A tiny beetle fossil shows how insects received the Earth’s earliest flowers.

 

Without the vibrant and varied landscapes of plant life, it is nearly impossible to imagine our world today. Angiosperms, also known as flowering plants, are the most abundant and diverse group of plants. They make up more than 80% of all species, plus our staple food crops.

The world wasn’t always like that. There was a time when plant life was almost entirely green. The world burst into bloom magnificently during the age of the dinosaurs.

Our environment was blessed with flowers that were chromatic and vibrant. However, they also upended food chains and overtook their nonflowering counterparts. We don’t know much about the reactions of ecosystems to sudden flowering. A tiny beetle that has been preserved in amber for 99,000,000 years is now a valuable clue as to how these insects began to eat a new variety of colourful plants.

First flowers

There are arguments about the origin of angiosperms, but it is clear that they became diverse around 125,000,000 years ago in the Early Cretaceous.

Angiosperms’ explosive radiation, which displaced gymnosperms – the dominant, flowerless champions of the plant kingdom – is believed to have caused unprecedented upheaval within terrestrial ecosystems, changing all levels of the food chain, from herbivores and their predators.

Conifers such as pines or cypresses make up the largest group of gymnosperms. Although many gymnosperms can be pollinated by wind, some produce sugar-containing pollination drops, such as the fern-like Cycads that maintain an old relationship with beetles. With their brightly scented galleries and attractive nectar, flowering angiosperms outcompeted all gymnosperms.

We know little about the early life of angiosperms. The majority of Cretaceous flowers were found in burnt remains converted to charcoal. This makes reconstructions of their appearance difficult and rare. To reconstruct the appearance of the first flower in the world, scientists have studied living Angiosperms.

These early flowers’ pollinators have been shrouded in mystery. Over 80% of angiosperms today depend on insects to pollinate them. These groups weren’t present in the Cretaceous or were not varied. Who were the first pollinators for angiosperms in the Cretaceous?

Jurassic pollinators

Before the Cretaceous, many insects were in mutualistic relationships with plants. Some Jurassic scorpionflies had elongated mouthparts that were ideal for pollinating the gymnosperms. Fortuitous fossils found in Spain’s Early Cretaceous Amber have also revealed Thrips, small, slim insects closely related to the pollen of gymnosperms.

What about the relationship between angiosperms of the earliest age and their insect pollinators. Palaeontology is a field that requires exceptional fossils. Amber often provides these exceptional fossils. Amber is the resin from ancient trees, preserved with lifelike fidelity over many millions of years.

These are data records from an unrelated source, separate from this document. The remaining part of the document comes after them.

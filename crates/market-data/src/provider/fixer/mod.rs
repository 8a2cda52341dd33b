//! Fixer.io foreign exchange quotes.
//!
//! One `latest` call returns every rate against the account's base currency;
//! a pair `FROMTO` is priced as `rates[TO] / rates[FROM]`. The rate table is
//! memoized for 90 seconds to stay inside the API plan's request quota.

use std::collections::HashMap;
use std::sync::Arc;
use std::time::Duration;

use async_trait::async_trait;
use log::debug;
use moka::future::Cache;
use reqwest::Client;
use serde::Deserialize;

use crate::errors::QuoteError;
use crate::models::{Asset, AssetType, SymbolParts};
use crate::provider::{http_client, ProviderCapabilities, QuoteProvider};
use crate::registry::FIXER_PROVIDER_ID;

const BASE_URL: &str = "http://data.fixer.io/api";

/// How long a fetched rate table is reused
const RATES_TTL: Duration = Duration::from_secs(90);

type Rates = HashMap<String, f64>;

#[derive(Debug, Deserialize)]
struct FixerResponse {
    success: bool,
    #[serde(default)]
    rates: Rates,
    error: Option<FixerError>,
}

#[derive(Debug, Deserialize)]
struct FixerError {
    code: Option<i64>,
    #[serde(rename = "type")]
    kind: Option<String>,
}

/// Fixer.io latest-rates provider.
pub struct FixerProvider {
    client: Client,
    base_url: String,
    api_key: String,
    rates: Cache<(), Arc<Rates>>,
}

impl FixerProvider {
    pub fn new(api_key: impl Into<String>) -> Result<Self, QuoteError> {
        Self::with_base_url(api_key, BASE_URL)
    }

    pub fn with_base_url(
        api_key: impl Into<String>,
        base_url: impl Into<String>,
    ) -> Result<Self, QuoteError> {
        Ok(Self {
            client: http_client()?,
            base_url: base_url.into(),
            api_key: api_key.into(),
            rates: Cache::builder()
                .max_capacity(1)
                .time_to_live(RATES_TTL)
                .build(),
        })
    }

    async fn latest_rates(&self) -> Result<Arc<Rates>, QuoteError> {
        if let Some(rates) = self.rates.get(&()).await {
            return Ok(rates);
        }

        let url = format!("{}/latest", self.base_url);
        let response: FixerResponse = self
            .client
            .get(&url)
            .query(&[("access_key", self.api_key.as_str())])
            .send()
            .await?
            .error_for_status()?
            .json()
            .await?;

        if !response.success {
            let detail = response
                .error
                .map(|e| {
                    format!(
                        "{} ({})",
                        e.kind.unwrap_or_else(|| "unknown".to_string()),
                        e.code.unwrap_or_default()
                    )
                })
                .unwrap_or_else(|| "request unsuccessful".to_string());
            return Err(QuoteError::provider(FIXER_PROVIDER_ID, detail));
        }

        debug!("Fetched {} Fixer rates", response.rates.len());
        let rates = Arc::new(response.rates);
        self.rates.insert((), Arc::clone(&rates)).await;
        Ok(rates)
    }
}

/// Price a symbol against a rate table.
///
/// Returns `None` when the short symbol is not a six-letter currency pair.
/// A pair with an unknown currency is answered without a price.
fn pair_quote(symbol: &str, rates: &Rates) -> Option<Asset> {
    let parts = SymbolParts::parse(symbol);
    let pair = parts.short_symbol.to_ascii_uppercase();
    if pair.len() != 6 || !pair.chars().all(|c| c.is_ascii_alphabetic()) {
        return None;
    }

    let (from, to) = pair.split_at(3);
    let quote = match (rates.get(from), rates.get(to)) {
        (Some(&from_rate), Some(&to_rate)) if from_rate != 0.0 => {
            Asset::new(symbol, to_rate / from_rate, to)
        }
        _ => Asset::unavailable(symbol),
    };
    Some(quote)
}

#[async_trait]
impl QuoteProvider for FixerProvider {
    fn id(&self) -> &'static str {
        FIXER_PROVIDER_ID
    }

    fn capabilities(&self) -> ProviderCapabilities {
        ProviderCapabilities {
            asset_types: &[AssetType::Forex],
            markets: Vec::new(),
        }
    }

    async fn fetch(
        &self,
        asset_type: AssetType,
        symbols: &[String],
    ) -> Result<Vec<Asset>, QuoteError> {
        self.ensure_supported(asset_type)?;

        let rates = self.latest_rates().await?;
        Ok(symbols
            .iter()
            .filter_map(|symbol| pair_quote(symbol, &rates))
            .collect())
    }
}
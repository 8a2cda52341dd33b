//! In-memory quote cache with per-entry TTL using moka

use std::time::{Duration, Instant};

use moka::future::Cache;
use moka::Expiry;

use crate::models::Asset;

/// Default lifetime of a priced quote (1 hour)
pub const DEFAULT_TTL: Duration = Duration::from_secs(3600);
/// Default lifetime of a quote without a price (5 minutes)
pub const INVALID_TTL: Duration = Duration::from_secs(300);
/// Default maximum number of cached quotes
pub const DEFAULT_CAPACITY: u64 = 10_000;

/// TTL classes for cached quotes.
///
/// Priced quotes live for `valid`; quotes without a price live for the much
/// shorter `invalid` so an unresolvable symbol is retried soon, but not on
/// every request.
#[derive(Clone, Copy, Debug, PartialEq, Eq)]
pub struct CacheTtl {
    pub valid: Duration,
    pub invalid: Duration,
}

impl CacheTtl {
    pub fn new(valid: Duration, invalid: Duration) -> Self {
        Self { valid, invalid }
    }

    /// TTL class for a quote.
    pub fn for_asset(&self, asset: &Asset) -> Duration {
        if asset.has_price() {
            self.valid
        } else {
            self.invalid
        }
    }
}

impl Default for CacheTtl {
    fn default() -> Self {
        Self::new(DEFAULT_TTL, INVALID_TTL)
    }
}

#[derive(Clone, Debug)]
struct CachedAsset {
    asset: Asset,
    ttl: Duration,
}

/// Expires each entry after the TTL it was stored with.
/// Overwriting an entry restarts its clock with the new TTL.
struct PerEntryTtl;

impl Expiry<String, CachedAsset> for PerEntryTtl {
    fn expire_after_create(
        &self,
        _key: &String,
        value: &CachedAsset,
        _created_at: Instant,
    ) -> Option<Duration> {
        Some(value.ttl)
    }

    fn expire_after_update(
        &self,
        _key: &String,
        value: &CachedAsset,
        _updated_at: Instant,
        _duration_until_expiry: Option<Duration>,
    ) -> Option<Duration> {
        Some(value.ttl)
    }
}

/// Shared quote cache keyed by `"{providerId}_{shortSymbol}"`.
///
/// Safe for concurrent readers and writers; racing writers to one key
/// resolve last-writer-wins. Expired entries are never returned.
pub struct QuoteCache {
    cache: Cache<String, CachedAsset>,
}

impl QuoteCache {
    /// Create a cache with the default capacity
    pub fn new() -> Self {
        Self::with_capacity(DEFAULT_CAPACITY)
    }

    pub fn with_capacity(max_capacity: u64) -> Self {
        Self {
            cache: Cache::builder()
                .max_capacity(max_capacity)
                .expire_after(PerEntryTtl)
                .build(),
        }
    }

    /// Cache key for a quote served by `provider_id`.
    pub fn key(provider_id: &str, short_symbol: &str) -> String {
        format!("{}_{}", provider_id, short_symbol)
    }

    /// Get a live quote from cache
    pub async fn get(&self, key: &str) -> Option<Asset> {
        self.cache.get(key).await.map(|entry| entry.asset)
    }

    /// Store a quote, replacing any previous entry for the key
    pub async fn insert(&self, key: String, asset: Asset, ttl: Duration) {
        self.cache.insert(key, CachedAsset { asset, ttl }).await;
    }

    /// Remove a quote from cache
    pub async fn invalidate(&self, key: &str) {
        self.cache.invalidate(key).await;
    }

    /// Drop every cached quote
    pub fn clear(&self) {
        self.cache.invalidate_all();
    }

    /// Get cache statistics.
    ///
    /// The count is eventually consistent with recent writes.
    pub fn stats(&self) -> CacheStats {
        CacheStats {
            entry_count: self.cache.entry_count(),
        }
    }

    /// Apply pending evictions and bookkeeping so [`stats`](Self::stats) is exact.
    pub async fn run_pending_tasks(&self) {
        self.cache.run_pending_tasks().await;
    }
}

impl Default for QuoteCache {
    fn default() -> Self {
        Self::new()
    }
}

/// Quote cache statistics
#[derive(Debug, Clone, Copy, PartialEq, Eq)]
pub struct CacheStats {
    pub entry_count: u64,
}
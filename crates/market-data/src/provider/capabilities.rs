//! Provider capability description.
//!
//! Used by the registry to index market codes and by adapters to reject
//! asset types they cannot quote.

use crate::models::AssetType;

/// Describes what a quote provider can do.
#[derive(Clone, Debug)]
pub struct ProviderCapabilities {
    /// Asset types this provider can quote.
    pub asset_types: &'static [AssetType],

    /// Market codes this provider owns (e.g. "XLON", "BINANCE").
    /// A symbol prefixed with one of these is always routed here.
    pub markets: Vec<&'static str>,
}

impl ProviderCapabilities {
    pub fn supports(&self, asset_type: AssetType) -> bool {
        self.asset_types.contains(&asset_type)
    }
}
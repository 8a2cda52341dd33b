//! Yahoo Finance API response models.
//!
//! Only the fields of the v7 quote endpoint that the provider reads.

use serde::Deserialize;

/// Main response wrapper for the v7 quote API
#[derive(Debug, Deserialize)]
#[serde(rename_all = "camelCase")]
pub struct YahooQuoteResponse {
    pub quote_response: YahooQuoteResult,
}

#[derive(Debug, Deserialize)]
pub struct YahooQuoteResult {
    #[serde(default)]
    pub result: Vec<YahooQuote>,
    // Note: error field exists in API but failures are reported via HTTP status
}

/// Individual quote from the v7 quote API
#[derive(Debug, Deserialize)]
#[serde(rename_all = "camelCase")]
pub struct YahooQuote {
    pub symbol: String,
    pub currency: Option<String>,
    pub regular_market_price: Option<f64>,
}
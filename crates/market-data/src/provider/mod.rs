//! Quote provider abstractions and implementations.
//!
//! This module contains:
//! - The `QuoteProvider` trait that every upstream adapter implements
//! - Provider capabilities (asset types and owned market codes)
//! - Built-in adapters (Yahoo, Binance, Coinbase, CME, Fixer)
//!
//! Adapters receive normalized symbols (`MARKET:SHORT` or `SHORT`) and do
//! their own network I/O. They are treated as unreliable: the aggregator
//! isolates a failing adapter from the rest of a batch.

mod capabilities;
mod traits;

pub mod binance;
pub mod cme;
pub mod coinbase;
pub mod fixer;
pub mod yahoo;

use std::time::Duration;

use reqwest::Client;

use crate::errors::QuoteError;

// Re-exports
pub use capabilities::ProviderCapabilities;
pub use traits::QuoteProvider;

/// Default HTTP request timeout
pub(crate) const REQUEST_TIMEOUT: Duration = Duration::from_secs(30);

const USER_AGENT: &str = concat!("quotefeed/", env!("CARGO_PKG_VERSION"));

/// HTTP client shared by the built-in adapters.
///
/// Fails when the TLS backend cannot be initialized.
pub(crate) fn http_client() -> Result<Client, QuoteError> {
    Ok(Client::builder()
        .timeout(REQUEST_TIMEOUT)
        .user_agent(USER_AGENT)
        .build()?)
}
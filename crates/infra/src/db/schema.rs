//! Schema bootstrap statements.
//!
//! Every statement is idempotent, so running the bootstrap against an
//! existing database is a no-op.

/// Tables the service needs; reported by the startup log and `/healthz/db`.
pub const EXPECTED_TABLES: [&str; 3] = ["users", "children_parents", "refresh_tokens"];

/// Executed in order, inside one transaction.
pub const SCHEMA_STATEMENTS: &[&str] = &[
    r#"
    CREATE TABLE IF NOT EXISTS users (
        id            BIGSERIAL PRIMARY KEY,
        name          TEXT NOT NULL,
        email         TEXT NOT NULL UNIQUE,
        password_hash TEXT NOT NULL,
        role          VARCHAR(16) NOT NULL CHECK (role IN ('child', 'parent', 'admin')),
        created_at    TIMESTAMPTZ NOT NULL DEFAULT NOW(),
        updated_at    TIMESTAMPTZ NOT NULL DEFAULT NOW()
    )
    "#,
    r#"
    CREATE TABLE IF NOT EXISTS children_parents (
        id            BIGSERIAL PRIMARY KEY,
        child_id      BIGINT NOT NULL REFERENCES users(id) ON DELETE CASCADE,
        parent_id     BIGINT NOT NULL REFERENCES users(id) ON DELETE CASCADE,
        relation_type TEXT,
        CONSTRAINT uq_child_parent UNIQUE (child_id, parent_id)
    )
    "#,
    "CREATE INDEX IF NOT EXISTS ix_children_parents_child_id ON children_parents (child_id)",
    "CREATE INDEX IF NOT EXISTS ix_children_parents_parent_id ON children_parents (parent_id)",
    r#"
    CREATE TABLE IF NOT EXISTS refresh_tokens (
        id         BIGSERIAL PRIMARY KEY,
        user_id    BIGINT NOT NULL REFERENCES users(id) ON DELETE CASCADE,
        token_hash TEXT NOT NULL,
        created_at TIMESTAMPTZ NOT NULL DEFAULT NOW(),
        expires_at TIMESTAMPTZ NOT NULL,
        revoked    BOOLEAN NOT NULL DEFAULT FALSE
    )
    "#,
    "CREATE INDEX IF NOT EXISTS ix_refresh_tokens_user_id ON refresh_tokens (user_id)",
    "CREATE INDEX IF NOT EXISTS ix_refresh_tokens_token_hash ON refresh_tokens (token_hash)",
];
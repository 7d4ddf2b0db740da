//! Shared application services (store, token codec, password hasher).
//!
//! Built once by `main` (or a test) and handed to every handler as an
//! `Extension<Arc<AppServices>>`.

use std::sync::Arc;

use chrono::{Duration, Utc};

use schelper_auth::{HmacJwt, IssuedRefreshToken, JwtIssuer, PasswordHasher};
use schelper_core::Password;
use schelper_infra::{Database, InMemoryStore, NewRefreshToken, PostgresStore, UserRecord};

use crate::app::errors::ApiError;
use crate::config::Settings;

pub struct AppServices {
    pub db: Arc<dyn Database>,
    pub jwt: Arc<HmacJwt>,
    pub hasher: PasswordHasher,
    pub refresh_ttl: Duration,
}

impl AppServices {
    pub fn new(
        db: Arc<dyn Database>,
        jwt: HmacJwt,
        hasher: PasswordHasher,
        refresh_ttl: Duration,
    ) -> Self {
        Self {
            db,
            jwt: Arc::new(jwt),
            hasher,
            refresh_ttl,
        }
    }

    /// Postgres when `DATABASE_URL` is set, otherwise a process-local in-memory store.
    pub fn from_settings(settings: &Settings) -> anyhow::Result<Self> {
        let db: Arc<dyn Database> = match &settings.database_url {
            Some(url) => Arc::new(PostgresStore::connect_lazy(
                url.clone(),
                settings.db_max_connections,
            )?),
            None => {
                tracing::warn!("DATABASE_URL not set; using in-memory store (data is lost on exit)");
                Arc::new(InMemoryStore::new())
            }
        };

        let hasher = match settings.bcrypt_cost {
            Some(cost) => PasswordHasher::new(cost)?,
            None => PasswordHasher::default(),
        };

        let jwt = HmacJwt::new(
            settings.jwt_secret.as_bytes(),
            settings.jwt_algorithm,
            settings.access_token_ttl,
        );

        Ok(Self::new(db, jwt, hasher, settings.refresh_token_ttl))
    }

    /// bcrypt on a blocking thread.
    pub async fn hash_password(&self, password: Password) -> Result<String, ApiError> {
        let hasher = self.hasher;
        tokio::task::spawn_blocking(move || hasher.hash(&password))
            .await
            .map_err(|e| ApiError::Internal(format!("password hashing task failed: {e}")))?
            .map_err(|e| ApiError::Internal(e.to_string()))
    }

    pub async fn verify_password(&self, plain: String, hash: String) -> bool {
        let hasher = self.hasher;
        match tokio::task::spawn_blocking(move || hasher.verify(&plain, &hash)).await {
            Ok(matches) => matches,
            Err(e) => {
                tracing::error!(error = %e, "password verification task failed");
                false
            }
        }
    }

    pub fn access_token_for(&self, user: &UserRecord) -> Result<String, ApiError> {
        self.jwt
            .issue(user.id, user.role, Utc::now())
            .map_err(|e| ApiError::Internal(e.to_string()))
    }

    /// Mint a refresh token for `user`, persist its digest, and return the raw value.
    pub async fn issue_refresh_token(&self, user: &UserRecord) -> Result<String, ApiError> {
        let issued = IssuedRefreshToken::generate(Utc::now(), self.refresh_ttl);
        self.db
            .insert_refresh_token(NewRefreshToken {
                user_id: user.id,
                token_hash: issued.digest,
                expires_at: issued.expires_at,
            })
            .await?;
        Ok(issued.raw)
    }
}
use schelper_auth::Principal;
use schelper_infra::UserRecord;

/// The authenticated caller, loaded from the store by the auth middleware.
///
/// Role checks use the stored role, not the role claim in the token.
#[derive(Debug, Clone, PartialEq, Eq)]
pub struct CurrentUser {
    user: UserRecord,
}

impl CurrentUser {
    pub fn new(user: UserRecord) -> Self {
        Self { user }
    }

    pub fn principal(&self) -> Principal {
        Principal::new(self.user.id, self.user.role)
    }

    pub fn into_record(self) -> UserRecord {
        self.user
    }
}
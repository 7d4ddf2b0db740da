use chrono::{DateTime, Utc};
use serde::Serialize;

use schelper_auth::Role;
use schelper_core::{Email, Entity, LinkId, UserId};

/// A stored user account.
#[derive(Debug, Clone, PartialEq, Eq, Serialize)]
pub struct UserRecord {
    pub id: UserId,
    pub name: String,
    pub email: String,
    #[serde(skip)]
    pub password_hash: String,
    pub role: Role,
    pub created_at: DateTime<Utc>,
    pub updated_at: DateTime<Utc>,
}

impl Entity for UserRecord {
    type Id = UserId;
    const KIND: &'static str = "user";

    fn id(&self) -> UserId {
        self.id
    }
}

#[derive(Debug, Clone, PartialEq, Eq)]
pub struct NewUser {
    pub name: String,
    pub email: Email,
    pub password_hash: String,
    pub role: Role,
}

/// Partial update; `None` leaves the column untouched.
#[derive(Debug, Clone, Default, PartialEq, Eq)]
pub struct UserChanges {
    pub name: Option<String>,
    pub email: Option<Email>,
    pub role: Option<Role>,
    pub password_hash: Option<String>,
}

impl UserChanges {
    pub fn is_empty(&self) -> bool {
        self.name.is_none() && self.email.is_none() && self.role.is_none() && self.password_hash.is_none()
    }
}

#[derive(Debug, Clone, PartialEq, Eq)]
pub struct NewLink {
    pub parent_id: UserId,
    pub child_id: UserId,
    pub relation_type: Option<String>,
}

#[derive(Debug, Clone, PartialEq, Eq)]
pub struct LinkRecord {
    pub id: LinkId,
    pub parent_id: UserId,
    pub child_id: UserId,
    pub relation_type: Option<String>,
}

impl Entity for LinkRecord {
    type Id = LinkId;
    const KIND: &'static str = "link";

    fn id(&self) -> LinkId {
        self.id
    }
}

#[derive(Debug, Clone, PartialEq, Eq)]
pub struct NewRefreshToken {
    pub user_id: UserId,
    /// Digest of the raw token, never the token itself.
    pub token_hash: String,
    pub expires_at: DateTime<Utc>,
}

#[derive(Debug, Clone, PartialEq, Eq)]
pub struct RefreshTokenRecord {
    pub id: i64,
    pub user_id: UserId,
    pub token_hash: String,
    pub created_at: DateTime<Utc>,
    pub expires_at: DateTime<Utc>,
    pub revoked: bool,
}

The unique opportunity to see ancient ecosystems through tiny bits of plants and insects trapped within amber pieces is unparalleled. Researchers have accumulated a unique collection of over 20,000 amber pieces, which they discovered in northern Myanmar in 2016. This amber is from the Golden Age of Angiosperm Diversification. It dates back to 99 million years ago.

As palaeontologists working with amber, we have to sort out individual pieces and identify their content. We carefully carve them down to give a clear view of the fossil inside, sometimes down to the thickness of a microscope slide. In this Jurassic Park-like adventure, work has to be done slowly, with surgical precision.

The amber began to bear fruit after years of hard work. In late 2019, an amber sample from northern Myanmar produced a tumbling flower beetle ( Mordellidae) with many angiosperm-pollinated grains attached. The discovery of short-winged flower beetles associated with eudicot pollen, similar to the one produced by waterlilies, was next. This is an early-diverging group of angiosperms. An ancient wasp was also found to be associated with angiosperms pollen.

Last supper

The new fossil was named Pelretes viificus. Our study focused on the short-winged beetle. It measures just over one millimetre long and is a single speck in clear orange amber.

We discovered that the beetle was associated with clusters of pollen grains. Some were attached to its body directly, while others were preserved in fossilised pellets of faecal (coprolites). Coprolites provide evidence of the last meal of the beetle and are a unique piece of evidence that proves that pollen was not accidental.

We used a variety of high-tech microscopes to identify the pollen. The fossil genus Tricolpopollenites was the source of the pollen. This group can be attributed to the Euicots, a living group that includes coca, willows, and violets. Pilates is, therefore, one of the oldest pollinator angiosperms found in fossil records – and also the first beetle to show evidence of pollen feeding.

The tiny beetle’s discovery had shown that even before their rise to prominence, pollen from some of the oldest flowering plants was already being consumed by insects. We know that angiosperms and flower beetles have been associated for over 99 million years. This was when colourful flowers were exploding all around the globe.